Caso paciente após a 20ª semana de gestação passe apresentar níveis tensionais persistentemente elevados apesar da otimização do tratamento medicamento e volêmico, devemos ficar atentos pelo risco de pré-eclampsia e de desfecho fetal desfavorável.
### Em relação aos cuidados obstétricos
Devemos ter em mente que toda gestante em programa de hemodiálise é considerada como **gestação de alto risco**, logo, deve ser acompanhada em um serviço obstétrico de referência.
O acompanhamento com equipe de obstetrícia habitualmente quinzenal até a 30ª semana e semanal até término da gestação, porém os diversos serviços possuem protocolos diferentes.

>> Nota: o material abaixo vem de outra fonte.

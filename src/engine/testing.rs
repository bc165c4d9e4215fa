use super::{EngineCapabilities, SpeakError, SpeechEngine, SpeechRequest};
use crate::voice::VoiceProfile;
use std::cell::Cell;

/// In-memory engine for tests: records calls, never emits events by itself.
#[derive(Debug, Default)]
pub(crate) struct ScriptedEngine {
    pub(crate) catalog: Vec<VoiceProfile>,
    pub(crate) supports_resume: bool,
    pub(crate) requests: Vec<SpeechRequest>,
    pub(crate) reject_texts: Vec<String>,
    pub(crate) unavailable: bool,
    pub(crate) pause_calls: usize,
    pub(crate) resume_calls: usize,
    pub(crate) cancel_calls: usize,
    pub(crate) voice_queries: Cell<usize>,
}

impl ScriptedEngine {
    pub(crate) fn with_voices(names: &[&str]) -> Self {
        Self {
            catalog: names
                .iter()
                .map(|name| VoiceProfile::new(*name, "en-US"))
                .collect(),
            supports_resume: true,
            ..Self::default()
        }
    }

    pub(crate) fn last_request(&self) -> &SpeechRequest {
        self.requests.last().expect("at least one speech request")
    }
}

impl SpeechEngine for ScriptedEngine {
    fn voices(&self) -> Vec<VoiceProfile> {
        self.voice_queries.set(self.voice_queries.get() + 1);
        self.catalog.clone()
    }

    fn capabilities(&self) -> EngineCapabilities {
        EngineCapabilities {
            supports_resume: self.supports_resume,
        }
    }

    fn speak(&mut self, request: SpeechRequest) -> Result<(), SpeakError> {
        if self.unavailable {
            return Err(SpeakError::Unavailable("synthesis unsupported".to_string()));
        }
        if self.reject_texts.iter().any(|text| *text == request.text) {
            return Err(SpeakError::Rejected(format!("cannot speak {:?}", request.text)));
        }
        self.requests.push(request);
        Ok(())
    }

    fn pause(&mut self) {
        self.pause_calls += 1;
    }

    fn resume(&mut self) {
        self.resume_calls += 1;
    }

    fn cancel_all(&mut self) {
        self.cancel_calls += 1;
    }
}
//! Highlight presentation: shows which unit is being spoken.
//!
//! The controller is the only source of truth for the active unit; a
//! presenter just mirrors the last notification it received.

use crate::config::AppConfig;
use crate::segmenter::NarrationUnit;
use std::io::{self, Write};
use std::ops::Range;
use tracing::warn;

pub trait HighlightPresenter {
    /// A new unit sequence replaced the previous one.
    fn on_document_changed(&mut self, _units: &[NarrationUnit]) {}

    /// The range of units now being spoken. Repeats must be harmless.
    fn on_active_unit_changed(&mut self, range: Range<usize>);

    /// No unit is active any more. Repeats must be harmless.
    fn on_cleared(&mut self);
}

/// Prints the active unit, with a little surrounding context, to a terminal.
pub struct TerminalPresenter<W: Write> {
    out: W,
    units: Vec<String>,
    shown: Option<Range<usize>>,
    context_units: usize,
    color: Option<(u8, u8, u8)>,
}

impl TerminalPresenter<io::Stdout> {
    pub fn stdout(config: &AppConfig) -> Self {
        Self::new(io::stdout(), config)
    }
}

impl<W: Write> TerminalPresenter<W> {
    pub fn new(out: W, config: &AppConfig) -> Self {
        Self {
            out,
            units: Vec::new(),
            shown: None,
            context_units: config.context_units,
            color: config.use_color.then(|| config.highlight_color.to_rgb8()),
        }
    }

    #[cfg(test)]
    pub fn into_inner(self) -> W {
        self.out
    }

    fn render(&self, range: &Range<usize>) -> String {
        let start = range.start.min(self.units.len());
        let end = range.end.clamp(start, self.units.len().max(start));
        let before_start = start.saturating_sub(self.context_units);
        let after_end = (end + self.context_units).min(self.units.len());

        let mut parts = Vec::new();
        let before = self.units[before_start..start].join(" ");
        if !before.is_empty() {
            parts.push(before);
        }
        let active = self.units[start..end].join(" ");
        parts.push(match self.color {
            Some((r, g, b)) => format!("\x1b[48;2;{r};{g};{b}m\x1b[1m{active}\x1b[0m"),
            None => format!("[{active}]"),
        });
        let after = self.units[end..after_end].join(" ");
        if !after.is_empty() {
            parts.push(after);
        }

        format!("[{}/{}] {}", start + 1, self.units.len(), parts.join(" "))
    }

    fn write_line(&mut self, line: &str) {
        if let Err(err) = writeln!(self.out, "{line}").and_then(|_| self.out.flush()) {
            warn!("Failed to write highlight: {err}");
        }
    }
}

impl<W: Write> HighlightPresenter for TerminalPresenter<W> {
    fn on_document_changed(&mut self, units: &[NarrationUnit]) {
        self.units = units.iter().map(|unit| unit.text.clone()).collect();
        self.shown = None;
    }

    fn on_active_unit_changed(&mut self, range: Range<usize>) {
        if self.shown.as_ref() == Some(&range) {
            return;
        }
        let line = self.render(&range);
        self.write_line(&line);
        self.shown = Some(range);
    }

    fn on_cleared(&mut self) {
        if self.shown.take().is_some() {
            self.write_line("--");
        }
    }
}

Devemos ficar muito atentos aos exames de imagem para a presença de polihidrâmnio. Caso a paciente apresente polihidrâmnio devemos avaliar a necessidade de **aumento do tempo de diálise**, e checar os **níveis de ureia**, aqui devemos lembrar do efeito osmótico da ureia, que ao passar para o feto pela placenta irá causar diurese osmótica e polihidrâmnio. Outra causa de polihidrâmnio pode ser hipercalcemia, neste caso devemos suspender a reposição de cálcio oral e reduzir o cálcio do banho de diálise.
O parto geralmente deve ser realizado com 37 semanas, não parece existir benefício que a gestação se estenda por mais tempo. Cuidado especial deve ser dado a programação do parto, uma vez que as pacientes recebem heparina nas sessões de hemodiálise. A maioria das mulheres pode se submeter com segurança à indução do trabalho de parto e ao parto vaginal; a cesariana é realizada para indicações obstétricas padrão.
O que achou destes pontos? Qual é a sua experiência com o manejo de gestantes em diálise? Fala para gente as principais dificuldades encontradas no dia a dia.